Да, так уж получилось, что пока Резерфорд на полгода отлучался из Европы, в Европе родилась долгожданная механика микромира. Он словно обеспечивал себе алиби в будущем громком процессе об этом преступлении против законов классики. Алиби выглядело полным. 29 июля 1925 года, когда редакция немецкого журнала «Zeitschrift f?r Physik» получила работу молодого геттингенского теоретика Вернера Гейзенберга с первым изложением его знаменитой матричной механики, профессор Резерфорд находился на борту парохода «Асканиус» в водах южной Атлантики и пятый день блаженно отдыхал от своих профессорских обязанностей. Гейзенберг был ровно на тридцать лет моложе Резерфорда, и молва о планетарном атоме с лестницей разрешенных уровней энергии стала достоянием его разума еще в отрочестве. Может быть, поэтому в отличие от Резерфорда его не смущало, «откуда знает электрон, где он должен остановиться», когда атом, испуская квант, скачком переходит из одного устойчивого состояния в другое. Непостижимые и незаконные с точки зрения классической, эти квантовые скачки были приняты начинающим теоретиком как некая бесспорная и простейшая реальность природы. И он построил механику квантовой прерывности в явлениях микромира. И был он, по словам его геттингенского учителя Макса Борна, так талантлив и так невежествен, что даже выдумал для воплощения своих физических идей особый математический аппарат, не зная, что таковой давно существует в высшей алгебре под именем матричного исчисления. В общем для резерфордовского атома Гейзенберг нашел количественные законы движения по воровской лестнице дозволенных уровней энергии. И вот что сверх всего особенно замечательно: хотя в построениях своих он исходил из квантовых скачков Бора, а о непрерывных волнах материи де Бройля и не думал, не веря в их реальность, действующими лицами в его механике все равно оказались на поверку странные микрокентавры – непонятные частицы–волны. И новый непоправимый ущерб нанесен был старой классической иллюзии – рисовать события в микромире так, точно на микробильярде сталкиваются и взаимодействуют аккуратненькие шарики–частицы… Тут уж решительно и бесповоротно предъявляла свои права наступающая эпоха непредставимых представлений о ходе вещей в атомном мире.
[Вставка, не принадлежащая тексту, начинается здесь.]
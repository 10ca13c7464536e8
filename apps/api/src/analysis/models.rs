//! Typed reply shapes for every analyst capability.
//!
//! These structs are the schema check for model output: after code-fence
//! stripping, the reply either deserializes into one of these or the call
//! fails with a response-format error. Nothing partially parsed ever leaves
//! this layer. Field names map to camelCase uniformly at the boundary.

use serde::{Deserialize, Serialize};

use crate::catalog::JobRecord;

/// One skill the user should learn, with the model's reasoning and the
/// estimated salary increase (currency-agnostic numeric unit).
#[derive(Debug, Clone, PartialEq, Serialize, Deserialize)]
#[serde(rename_all = "camelCase")]
pub struct SkillGapRecommendation {
    pub skill: String,
    pub explanation: String,
    pub salary_increase: u64,
}

/// Reply shape for the opportunity-gap-analysis capability.
#[derive(Debug, Clone, PartialEq, Serialize, Deserialize)]
pub struct GapAnalysis {
    pub recommendations: Vec<SkillGapRecommendation>,
}

/// One step of a learning path: the skill, where to learn it, and a project
/// to prove it.
#[derive(Debug, Clone, PartialEq, Serialize, Deserialize)]
pub struct LearningPathItem {
    pub skill: String,
    pub resource: String,
    pub project: String,
}

/// Reply shape for the curriculum capability.
#[derive(Debug, Clone, PartialEq, Serialize, Deserialize)]
#[serde(rename_all = "camelCase")]
pub struct Curriculum {
    pub learning_path: Vec<LearningPathItem>,
}

/// Reply shape for the market-insights capability.
#[derive(Debug, Clone, PartialEq, Serialize, Deserialize)]
pub struct MarketInsights {
    pub insights: Vec<String>,
}

/// Reply shape for the coach-chat capability. `follow_ups` is optional in
/// the model reply and defaults to empty.
#[derive(Debug, Clone, PartialEq, Serialize, Deserialize)]
#[serde(rename_all = "camelCase")]
pub struct ChatReply {
    pub answer: String,
    #[serde(default)]
    pub follow_ups: Vec<String>,
}

#[derive(Debug, Clone, PartialEq, Serialize, Deserialize)]
pub struct Lesson {
    pub title: String,
    pub resource: String,
}

#[derive(Debug, Clone, PartialEq, Serialize, Deserialize)]
pub struct CourseModule {
    pub title: String,
    pub lessons: Vec<Lesson>,
}

#[derive(Debug, Clone, PartialEq, Serialize, Deserialize)]
pub struct CourseProject {
    pub title: String,
    pub brief: String,
}

/// Reply shape for the course-outline capability.
#[derive(Debug, Clone, PartialEq, Serialize, Deserialize)]
pub struct Course {
    pub title: String,
    pub duration: String,
    pub modules: Vec<CourseModule>,
    pub project: CourseProject,
}

/// Current vs potential maximum salary once the recommended skills are
/// acquired. `potential >= current` always.
#[derive(Debug, Clone, PartialEq, Serialize, Deserialize)]
pub struct SalaryProjection {
    pub current: u64,
    pub potential: u64,
}

/// The aggregate produced by the full-analysis pipeline.
///
/// Invariant: `next_level_jobs` are never satisfied by the user's current
/// skills, but become satisfied once the recommended gap skills are added.
#[derive(Debug, Clone, PartialEq, Serialize, Deserialize)]
#[serde(rename_all = "camelCase")]
pub struct FullAnalysis {
    pub qualified_jobs: Vec<JobRecord>,
    pub market_insights: Vec<String>,
    pub salary_projection: SalaryProjection,
    pub skill_gaps: Vec<SkillGapRecommendation>,
    pub learning_path: Vec<LearningPathItem>,
    pub next_level_jobs: Vec<JobRecord>,
}
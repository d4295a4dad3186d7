//! In-memory grid model shared by the parser, the engine and the xlsx adapter.
//!
//! The reconciled sheet of a target workbook is held as two views over the
//! same loaded values:
//! - [`EvaluatedSnapshot`]: read-only cached values (formula results), used to
//!   read the "before" side of every reconciled cell.
//! - [`EditTarget`]: values plus formula text plus highlight marks, the only
//!   thing the reconciliation engine writes to.

use chrono::NaiveDateTime;
use serde::{Serialize, Serializer};
use std::collections::{BTreeMap, BTreeSet};
use std::fmt;
use std::str::FromStr;

#[derive(Debug, Clone, PartialEq, Default)]
pub enum CellValue {
    #[default]
    Empty,
    Number(f64),
    Text(String),
    Bool(bool),
    Date(NaiveDateTime),
    Error(String),
}

impl CellValue {
    /// Text as it would be read off the label column, trimmed. `None` for
    /// empty cells and cells that trim to nothing.
    pub fn as_label(&self) -> Option<String> {
        let label = match self {
            CellValue::Empty | CellValue::Error(_) => return None,
            CellValue::Text(s) => s.trim().to_string(),
            CellValue::Number(n) => n.to_string(),
            CellValue::Bool(b) => b.to_string(),
            CellValue::Date(d) => d.date().to_string(),
        };
        if label.is_empty() {
            None
        } else {
            Some(label)
        }
    }

    pub fn as_number(&self) -> Option<f64> {
        match self {
            CellValue::Number(n) if n.is_finite() => Some(*n),
            _ => None,
        }
    }

    pub fn is_empty(&self) -> bool {
        matches!(self, CellValue::Empty)
    }
}

/// 1-based spreadsheet coordinate. Displays as A1 notation.
#[derive(Debug, Clone, Copy, PartialEq, Eq, PartialOrd, Ord, Hash)]
pub struct CellAddress {
    pub row: u32,
    pub col: u16,
}

impl CellAddress {
    pub fn new(row: u32, col: u16) -> Self {
        Self { row, col }
    }
}

impl fmt::Display for CellAddress {
    fn fmt(&self, f: &mut fmt::Formatter<'_>) -> fmt::Result {
        write!(f, "{}{}", column_letters(self.col), self.row)
    }
}

impl Serialize for CellAddress {
    fn serialize<S: Serializer>(&self, serializer: S) -> Result<S::Ok, S::Error> {
        serializer.collect_str(self)
    }
}

#[derive(Debug, Clone, PartialEq, Eq)]
pub struct InvalidCellAddress(pub String);

impl fmt::Display for InvalidCellAddress {
    fn fmt(&self, f: &mut fmt::Formatter<'_>) -> fmt::Result {
        write!(f, "invalid cell address '{}'", self.0)
    }
}

impl std::error::Error for InvalidCellAddress {}

impl FromStr for CellAddress {
    type Err = InvalidCellAddress;

    fn from_str(s: &str) -> Result<Self, Self::Err> {
        let upper = s.trim().to_ascii_uppercase();
        let split = upper
            .find(|c: char| c.is_ascii_digit())
            .ok_or_else(|| InvalidCellAddress(s.to_string()))?;
        let (letters, digits) = upper.split_at(split);
        if letters.is_empty() || !letters.chars().all(|c| c.is_ascii_uppercase()) {
            return Err(InvalidCellAddress(s.to_string()));
        }

        let mut col: u32 = 0;
        for c in letters.chars() {
            col = col * 26 + (c as u32 - 'A' as u32 + 1);
            if col > u32::from(u16::MAX) {
                return Err(InvalidCellAddress(s.to_string()));
            }
        }
        let row: u32 = digits
            .parse()
            .map_err(|_| InvalidCellAddress(s.to_string()))?;
        if row == 0 {
            return Err(InvalidCellAddress(s.to_string()));
        }
        Ok(Self::new(row, col as u16))
    }
}

/// Column letters for a 1-based column index (1 = A, 27 = AA).
pub fn column_letters(col: u16) -> String {
    let mut n = u32::from(col);
    let mut letters = Vec::new();
    while n > 0 {
        let rem = (n - 1) % 26;
        letters.push((b'A' + rem as u8) as char);
        n = (n - 1) / 26;
    }
    letters.iter().rev().collect()
}

/// Sparse grid of cell values with its physical bounds.
#[derive(Debug, Clone, Default, PartialEq)]
pub struct Grid {
    cells: BTreeMap<CellAddress, CellValue>,
    max_row: u32,
    max_col: u16,
}

impl Grid {
    pub fn new() -> Self {
        Self::default()
    }

    pub fn set(&mut self, addr: CellAddress, value: CellValue) {
        self.max_row = self.max_row.max(addr.row);
        self.max_col = self.max_col.max(addr.col);
        self.cells.insert(addr, value);
    }

    /// Widens the physical bounds without storing a cell, for trailing blank
    /// areas a reader reports as part of the used range.
    pub fn extend_bounds(&mut self, row: u32, col: u16) {
        self.max_row = self.max_row.max(row);
        self.max_col = self.max_col.max(col);
    }

    pub fn get(&self, addr: CellAddress) -> &CellValue {
        static EMPTY: CellValue = CellValue::Empty;
        self.cells.get(&addr).unwrap_or(&EMPTY)
    }

    pub fn value(&self, row: u32, col: u16) -> &CellValue {
        self.get(CellAddress::new(row, col))
    }

    pub fn max_row(&self) -> u32 {
        self.max_row
    }

    pub fn max_column(&self) -> u16 {
        self.max_col
    }

    pub fn iter(&self) -> impl Iterator<Item = (&CellAddress, &CellValue)> {
        self.cells.iter()
    }
}

/// Read-only view of evaluated (cached) cell values.
#[derive(Debug, Clone, Default, PartialEq)]
pub struct EvaluatedSnapshot {
    grid: Grid,
}

impl EvaluatedSnapshot {
    pub fn new(grid: Grid) -> Self {
        Self { grid }
    }

    pub fn value(&self, row: u32, col: u16) -> &CellValue {
        self.grid.value(row, col)
    }

    pub fn get(&self, addr: CellAddress) -> &CellValue {
        self.grid.get(addr)
    }

    pub fn max_row(&self) -> u32 {
        self.grid.max_row()
    }

    pub fn max_column(&self) -> u16 {
        self.grid.max_column()
    }
}

/// Mutable view of one worksheet: values, formula text and highlight marks.
#[derive(Debug, Clone, Default, PartialEq)]
pub struct EditTarget {
    pub name: String,
    values: Grid,
    formulas: BTreeMap<CellAddress, String>,
    highlighted: BTreeSet<CellAddress>,
}

impl EditTarget {
    pub fn new(name: impl Into<String>, values: Grid) -> Self {
        Self {
            name: name.into(),
            values,
            formulas: BTreeMap::new(),
            highlighted: BTreeSet::new(),
        }
    }

    pub fn with_formula(mut self, addr: CellAddress, formula: impl Into<String>) -> Self {
        self.set_formula(addr, formula);
        self
    }

    pub fn set_formula(&mut self, addr: CellAddress, formula: impl Into<String>) {
        let formula = formula.into();
        let formula = formula.strip_prefix('=').unwrap_or(&formula).to_string();
        if !formula.is_empty() {
            self.formulas.insert(addr, formula);
        }
    }

    /// Overwrites the cell with a machine-computed fee and marks it for
    /// highlighting. Returns the formula the value replaced, if any.
    pub fn write_fee(&mut self, addr: CellAddress, fee: i64) -> Option<String> {
        self.values.set(addr, CellValue::Number(fee as f64));
        self.highlighted.insert(addr);
        self.formulas.remove(&addr)
    }

    pub fn value(&self, addr: CellAddress) -> &CellValue {
        self.values.get(addr)
    }

    pub fn formula(&self, addr: CellAddress) -> Option<&str> {
        self.formulas.get(&addr).map(String::as_str)
    }

    pub fn is_highlighted(&self, addr: CellAddress) -> bool {
        self.highlighted.contains(&addr)
    }

    pub fn highlighted_count(&self) -> usize {
        self.highlighted.len()
    }

    /// Machine-written cells with their new values, in address order.
    pub fn written_cells(&self) -> BTreeMap<CellAddress, f64> {
        self.highlighted
            .iter()
            .filter_map(|addr| self.values.get(*addr).as_number().map(|n| (*addr, n)))
            .collect()
    }
}

/// The reconciled sheet of a target workbook as its two views. Other sheets
/// are never loaded; the package writer copies them from the original file.
#[derive(Debug, Clone)]
pub struct TargetWorkbook {
    snapshot: EvaluatedSnapshot,
    target: EditTarget,
}

impl TargetWorkbook {
    pub fn new(target: EditTarget) -> Self {
        Self {
            snapshot: EvaluatedSnapshot::new(target.values.clone()),
            target,
        }
    }

    pub fn snapshot(&self) -> &EvaluatedSnapshot {
        &self.snapshot
    }

    pub fn edit_target(&self) -> &EditTarget {
        &self.target
    }

    pub fn edit_target_mut(&mut self) -> &mut EditTarget {
        &mut self.target
    }
}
Интересно, что Резерфорд уплывал в Антиподы, быть может все–таки успев напоследок ознакомиться с построениями Гейзенберга, хотя тогда они еще даже не дошли до редакции «Zeitschrift f?r Physik». Дело в том, что как раз незадолго до отъезда Резерфорда – в середине июля 25–го года – Гейзенберг появился на Фри Скул лэйн. Посетить Кавендишевскую лабораторию его пригласил, очевидно, Ральф Фаулер. Минувшей зимой они часто встречались в Копенгагене, на семинарах у Бора, где оба ходили в учениках и где не прекращались отчаянные споры о новых теориях. Двадцатичетырехлетний Гейзенберг прочитал в Кавендише несколько лекций. И достойно внимания, что среди его кембриджских слушателей был двадцатитрехлетний Поль Адриен Морис Дирак. А был ли среди них сам кавендишевский профессор – сэр Эрнст? Судя по всему – нет. Однако трудно допустить, что ему не были сообщены новости, привезенные геттингенцем. Если никто другой, то уж Ральф Фаулер наверняка порассказал ему о них – хотя бы домашними вечерами в Ньюнхэм–коттедже на улице Королевы. Тем не менее ни в тогдашних речах Резерфорда, ни в его письмах (во всяком случае, тех, что опубликованы Ивом, Бором и другими мемуаристами), не найти ни слов одобрения, ни слов хулы по адресу новых идей. Молчал он о них и в Антиподах. Повторилось то же, что имело место два года назад, когда появились волны материи де Бройля: Резерфорд словно бы не пустил новейшие теоретизирования в свой духовный мир. Между тем ведь на этот раз новые идеи получили благословение Бора! Видно, не просто ему было пойти на полный разрыв с наглядностью физического знания… Да, ему это было совсем не просто. Однажды во время застольного спора в обеденной зале Королевского общества выдающийся астрофизик Артур Эддингтон с философической необязательностью сказал, что, быть может, электроны это только наша «умозрительная концепция», а реально они, возможно, и не существуют. Резерфорд в негодовании поднялся из–за стола, и весь вид его, по словам очевидца, как бы говорил: «Вы оскорбили женщину, которую я люблю!» Он вскричал: «Электроны не существуют?! Ах, вот как! Отчего же я вижу их так же ясно, как эту ложку перед собой?» При такой рельефности внутреннего зрения разрыв с наглядностью был не только не прост, но неизбывно тягостен.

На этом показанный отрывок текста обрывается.